William F. Flanigan Jr. | North Potomac, MD USA | 01/06/2002
(5 out of 5 stars)
"There were two release of this CD: (1) The Sea Hawk; BMG RCA Victor 60863-2-RG, 1972; conducted by Charles Gerhardt; performed by the National Philharmonic Orchestra; The Sea Hawk Selections: Main Title/Reunion/Finale; and (2) The Sea Hawk; BMG RCA Victor 7890-2-RG, 1989; conducted by Charles Gerhardt; performed by the National Philharmonic Orchestra; The Sea Hawk Selections: Main Title/The Albatross/The Throne Room Of Elizabeth I/Entrance Of The Sea Hawks/Rose Garden/The Orchid/Panama March/Escape From The Galley/Sword Fight/Strike For The Shores Of Dover/Reunion/ Rise, Sir Geoffrey Thorpe! /End Title. Both CDs are simply superb. But are different for not only THE SEA HAWK, but also for OF HUMAN BONDAGE and BETWEEN TWO WORLDS. Bottom line: Buy this one, but keep an eye open for the other."
William F. Flanigan Jr. | 09/09/2001
(5 out of 5 stars)
"This was the very first of the RCA Red Seal series on film music
which Charles Gerhadt conducted with the excellent National
Philharmonic Orchestra, comprising some of the best musicians in
England at that time from 1971 onwards. The music was vintage
Korngold and Gerhadt did an excellent job. I bought the LP in
1974 and never tired of playing the record. The dash, pomp
and pageantry were in full sail. Especially thrilling was the
Main Title from The Sea Hawk. The mournful Tomorrow was just
as gripping. Seems to me, the LP sound is far superior to the
CD version. This record set the pace for the revival of film
music. Lionel Newman`s excellent 1961 recording of excerpts
of Korngold`s music is another superb album to have."
The Best of Korngold
Robert E. Nylund | Ft. Wayne, Indiana United States | 10/16/2006
(5 out of 5 stars)
"This CD is a faithful, digitally-remastered version of the superb RCA Victor recording that was the first of a successful series of albums devoted to classic Hollywood film scores. Supervised by Erich Wolfgang Korngold's son George, Charles Gerhardt assembled a group of top London musicians in accoustically-perfect Kingsway Hall and recorded some of the best moments of Korngold's memorable scores for Warner Brothers, composed between 1935 and 1946.
Korngold was born in Austria in 1897 and became something of a child prodigy, composing remarkably mature scores for the concert hall and opera stage. RCA later recorded his amazing opera "The Dead City" under the direction of Erich Leinsdorf; this very fine recording helped us to appreciate the formidable talents of the young composer.

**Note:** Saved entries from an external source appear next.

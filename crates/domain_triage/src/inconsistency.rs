//! Cross-field sanity checks
//!
//! Each check compares two extracted values and raises a named flag when
//! their relationship is implausible. A check whose inputs are absent or
//! unreadable is simply not triggered; reporting absent data is the
//! validator's job.

use std::fmt;

use rust_decimal::Decimal;
use rust_decimal_macros::dec;
use serde::Serialize;

use core_kernel::{parse_date, CoveragePeriod, MoneyError};
use crate::field::{ExtractedFields, FieldName};

/// An initial estimate above this multiple of the estimated damage is suspicious
pub const ESTIMATE_MISMATCH_RATIO: Decimal = dec!(2);

/// Asset type values that stand in for "no asset"
const ASSET_PLACEHOLDERS: [&str; 4] = ["n/a", "na", "none", "-"];

/// Kind of inconsistency detected
#[derive(Debug, Clone, Copy, PartialEq, Eq, Hash, Serialize)]
#[serde(rename_all = "snake_case")]
pub enum InconsistencyKind {
    /// Initial estimate far exceeds the estimated damage
    EstimateMismatch,
    /// The two estimates are stated in different currencies
    CurrencyMismatch,
    /// Injury claim whose asset type is a placeholder
    InjuryWithoutAsset,
    /// Incident date outside the policy's effective dates
    IncidentOutsidePolicyPeriod,
}

impl InconsistencyKind {
    /// Returns the flag name
    pub fn as_str(&self) -> &'static str {
        match self {
            InconsistencyKind::EstimateMismatch => "estimate_mismatch",
            InconsistencyKind::CurrencyMismatch => "currency_mismatch",
            InconsistencyKind::InjuryWithoutAsset => "injury_without_asset",
            InconsistencyKind::IncidentOutsidePolicyPeriod => "incident_outside_policy_period",
        }
    }
}

impl fmt::Display for InconsistencyKind {
    fn fmt(&self, f: &mut fmt::Formatter<'_>) -> fmt::Result {
        f.write_str(self.as_str())
    }
}

/// A raised inconsistency with its human-readable note
#[derive(Debug, Clone, PartialEq, Eq, Serialize)]
pub struct InconsistencyFlag {
    pub kind: InconsistencyKind,
    pub note: String,
}

impl InconsistencyFlag {
    fn new(kind: InconsistencyKind, note: impl Into<String>) -> Self {
        Self {
            kind,
            note: note.into(),
        }
    }
}

/// Applies cross-field checks to extracted fields
pub struct InconsistencyChecker;

impl InconsistencyChecker {
    /// Runs every check and returns the flags raised, in check order.
    ///
    /// Each check raises at most one flag.
    pub fn check(fields: &ExtractedFields) -> Vec<InconsistencyFlag> {
        let flags: Vec<InconsistencyFlag> = [
            Self::check_estimates(fields),
            Self::check_injury_asset(fields),
            Self::check_policy_period(fields),
        ]
        .into_iter()
        .flatten()
        .collect();

        for flag in &flags {
            tracing::debug!(flag = %flag.kind, note = %flag.note, "Inconsistency raised");
        }
        flags
    }

    fn check_estimates(fields: &ExtractedFields) -> Option<InconsistencyFlag> {
        let initial = fields.amount(FieldName::InitialEstimate)?;
        let damage = fields.amount(FieldName::EstimatedDamage)?;

        match initial.exceeds_ratio_of(damage, ESTIMATE_MISMATCH_RATIO) {
            Ok(true) => Some(InconsistencyFlag::new(
                InconsistencyKind::EstimateMismatch,
                format!(
                    "initial estimate {} is more than {}x the estimated damage {}",
                    initial, ESTIMATE_MISMATCH_RATIO, damage
                ),
            )),
            Ok(false) => None,
            Err(MoneyError::CurrencyMismatch(initial_currency, damage_currency)) => {
                Some(InconsistencyFlag::new(
                    InconsistencyKind::CurrencyMismatch,
                    format!(
                        "initial estimate is in {} but estimated damage is in {}",
                        initial_currency, damage_currency
                    ),
                ))
            }
            Err(_) => None,
        }
    }

    fn check_injury_asset(fields: &ExtractedFields) -> Option<InconsistencyFlag> {
        let claim_type = fields.text(FieldName::ClaimType)?;
        let asset_type = fields.text(FieldName::AssetType)?;

        let is_injury = claim_type.trim().eq_ignore_ascii_case("injury");
        let is_placeholder = ASSET_PLACEHOLDERS
            .iter()
            .any(|placeholder| asset_type.trim().eq_ignore_ascii_case(placeholder));

        (is_injury && is_placeholder).then(|| {
            InconsistencyFlag::new(
                InconsistencyKind::InjuryWithoutAsset,
                format!("injury claim lists placeholder asset type \"{}\"", asset_type),
            )
        })
    }

    fn check_policy_period(fields: &ExtractedFields) -> Option<InconsistencyFlag> {
        let incident = parse_date(fields.text(FieldName::IncidentDate)?).ok()?;
        let period = CoveragePeriod::parse(fields.text(FieldName::EffectiveDates)?).ok()?;

        (!period.contains(incident)).then(|| {
            InconsistencyFlag::new(
                InconsistencyKind::IncidentOutsidePolicyPeriod,
                format!(
                    "incident date {} falls outside the policy period {} to {}",
                    incident, period.start, period.end
                ),
            )
        })
    }
}

#[cfg(test)]
mod tests {
    use super::*;
    use crate::field::FieldValue;
    use core_kernel::{Currency, Money};

    fn amount(value: Decimal, currency: Currency) -> FieldValue {
        FieldValue::Amount(Money::new(value, currency))
    }

    fn text(value: &str) -> FieldValue {
        FieldValue::Text(value.to_string())
    }

    #[test]
    fn test_estimate_mismatch_raised_above_ratio() {
        let fields: ExtractedFields = vec![
            (FieldName::EstimatedDamage, amount(dec!(10000), Currency::USD)),
            (FieldName::InitialEstimate, amount(dec!(50000), Currency::USD)),
        ]
        .into_iter()
        .collect();

        let flags = InconsistencyChecker::check(&fields);
        assert_eq!(flags.len(), 1);
        assert_eq!(flags[0].kind, InconsistencyKind::EstimateMismatch);
        assert!(flags[0].note.contains("$50,000.00"));
        assert!(flags[0].note.contains("$10,000.00"));
    }

    #[test]
    fn test_estimate_at_exact_ratio_not_raised() {
        let fields: ExtractedFields = vec![
            (FieldName::EstimatedDamage, amount(dec!(10000), Currency::USD)),
            (FieldName::InitialEstimate, amount(dec!(20000), Currency::USD)),
        ]
        .into_iter()
        .collect();

        assert!(InconsistencyChecker::check(&fields).is_empty());
    }

    #[test]
    fn test_currency_mismatch_replaces_ratio_check() {
        let fields: ExtractedFields = vec![
            (FieldName::EstimatedDamage, amount(dec!(100), Currency::EUR)),
            (FieldName::InitialEstimate, amount(dec!(900), Currency::USD)),
        ]
        .into_iter()
        .collect();

        let flags = InconsistencyChecker::check(&fields);
        assert_eq!(flags.len(), 1);
        assert_eq!(flags[0].kind, InconsistencyKind::CurrencyMismatch);
    }

    #[test]
    fn test_injury_with_placeholder_asset() {
        let fields: ExtractedFields = vec![
            (FieldName::ClaimType, text("Injury")),
            (FieldName::AssetType, text("N/A")),
        ]
        .into_iter()
        .collect();

        let flags = InconsistencyChecker::check(&fields);
        assert_eq!(flags[0].kind, InconsistencyKind::InjuryWithoutAsset);
    }

    #[test]
    fn test_injury_with_absent_asset_is_skipped() {
        let fields: ExtractedFields = vec![(FieldName::ClaimType, text("Injury"))]
            .into_iter()
            .collect();

        assert!(InconsistencyChecker::check(&fields).is_empty());
    }

    #[test]
    fn test_incident_outside_policy_period() {
        let fields: ExtractedFields = vec![
            (FieldName::EffectiveDates, text("2024-01-01 to 2024-12-31")),
            (FieldName::IncidentDate, text("2025-02-10")),
        ]
        .into_iter()
        .collect();

        let flags = InconsistencyChecker::check(&fields);
        assert_eq!(flags[0].kind, InconsistencyKind::IncidentOutsidePolicyPeriod);
        assert!(flags[0].note.contains("2025-02-10"));
    }

    #[test]
    fn test_unreadable_dates_are_skipped() {
        let fields: ExtractedFields = vec![
            (FieldName::EffectiveDates, text("annual")),
            (FieldName::IncidentDate, text("last night")),
        ]
        .into_iter()
        .collect();

        assert!(InconsistencyChecker::check(&fields).is_empty());
    }

    #[test]
    fn test_flag_names() {
        assert_eq!(InconsistencyKind::EstimateMismatch.to_string(), "estimate_mismatch");
    }
}
//! Property-Based Test Generators
//!
//! Provides proptest strategies for generating FNOL documents that vary
//! the fields the routing rules look at.

use proptest::prelude::*;

use domain_triage::{FieldName, MANDATORY_FIELDS};

use crate::builders::FnolDocumentBuilder;

/// Strategy for generating claim type labels, with varied casing
pub fn claim_type_strategy() -> impl Strategy<Value = String> {
    prop_oneof![
        Just("Auto".to_string()),
        Just("Property".to_string()),
        Just("Theft".to_string()),
        Just("Liability".to_string()),
        Just("Injury".to_string()),
        Just("INJURY".to_string()),
    ]
}

/// Strategy for generating whole-dollar amounts either side of the fast-track threshold
pub fn damage_amount_strategy() -> impl Strategy<Value = u32> {
    prop_oneof![0u32..25_000u32, 25_000u32..200_000u32]
}

/// Strategy for generating incident descriptions, some containing fraud language
pub fn description_strategy() -> impl Strategy<Value = String> {
    prop_oneof![
        Just("Hail damaged the roof and windshield".to_string()),
        Just("Vehicle skidded on ice into a guardrail".to_string()),
        Just("Kitchen fire spread to the living room".to_string()),
        "[a-z ]{5,40}".prop_map(|text| format!("Adjuster notes {} possible FRAUD", text)),
        Just("Statements from both drivers are inconsistent".to_string()),
        Just("Scene appears staged".to_string()),
    ]
}

/// Strategy for choosing which mandatory fields to drop from a document
pub fn dropped_fields_strategy() -> impl Strategy<Value = Vec<FieldName>> {
    proptest::collection::vec(any::<bool>(), MANDATORY_FIELDS.len()).prop_map(|mask| {
        MANDATORY_FIELDS
            .into_iter()
            .zip(mask)
            .filter(|(_, drop)| *drop)
            .map(|(field, _)| field)
            .collect()
    })
}

/// Strategy for generating labelled FNOL documents
pub fn fnol_document_strategy() -> impl Strategy<Value = String> {
    (
        claim_type_strategy(),
        damage_amount_strategy(),
        damage_amount_strategy(),
        description_strategy(),
        proptest::option::weighted(0.3, dropped_fields_strategy()),
    )
        .prop_map(|(claim_type, damage, initial, description, dropped)| {
            let builder = FnolDocumentBuilder::new()
                .with_claim_type(claim_type)
                .with_estimated_damage(format!("${}", damage))
                .with_initial_estimate(format!("${}", initial))
                .with_description(description);

            dropped
                .unwrap_or_default()
                .into_iter()
                .fold(builder, |builder, field| builder.without(field))
                .build()
        })
}

/// Strategy for generating arbitrary printable text, labelled or not
pub fn free_text_strategy() -> impl Strategy<Value = String> {
    prop_oneof![
        "\\PC{0,300}",
        fnol_document_strategy(),
    ]
}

Korngold enjoyed a successful career in Austria until the mid-1930s, when the growing threats of the Nazis (culminating with their takeover of Austria in 1938) led the composer to move to the United States. He had already worked with Max Reinhardt on an adaptation of William Shakespeare's "A Midsummer Night's Dream," which was further refined by Warner Brothers for an all-star production released in 1935. The successful adaptation of melodies from Felix Mendelssohn's incidental music led Warner Brothers to ask Korngold to write an original score for their swashbuckling epic "Captain Blood," the film that made a star of Australian actor Errol Flynn.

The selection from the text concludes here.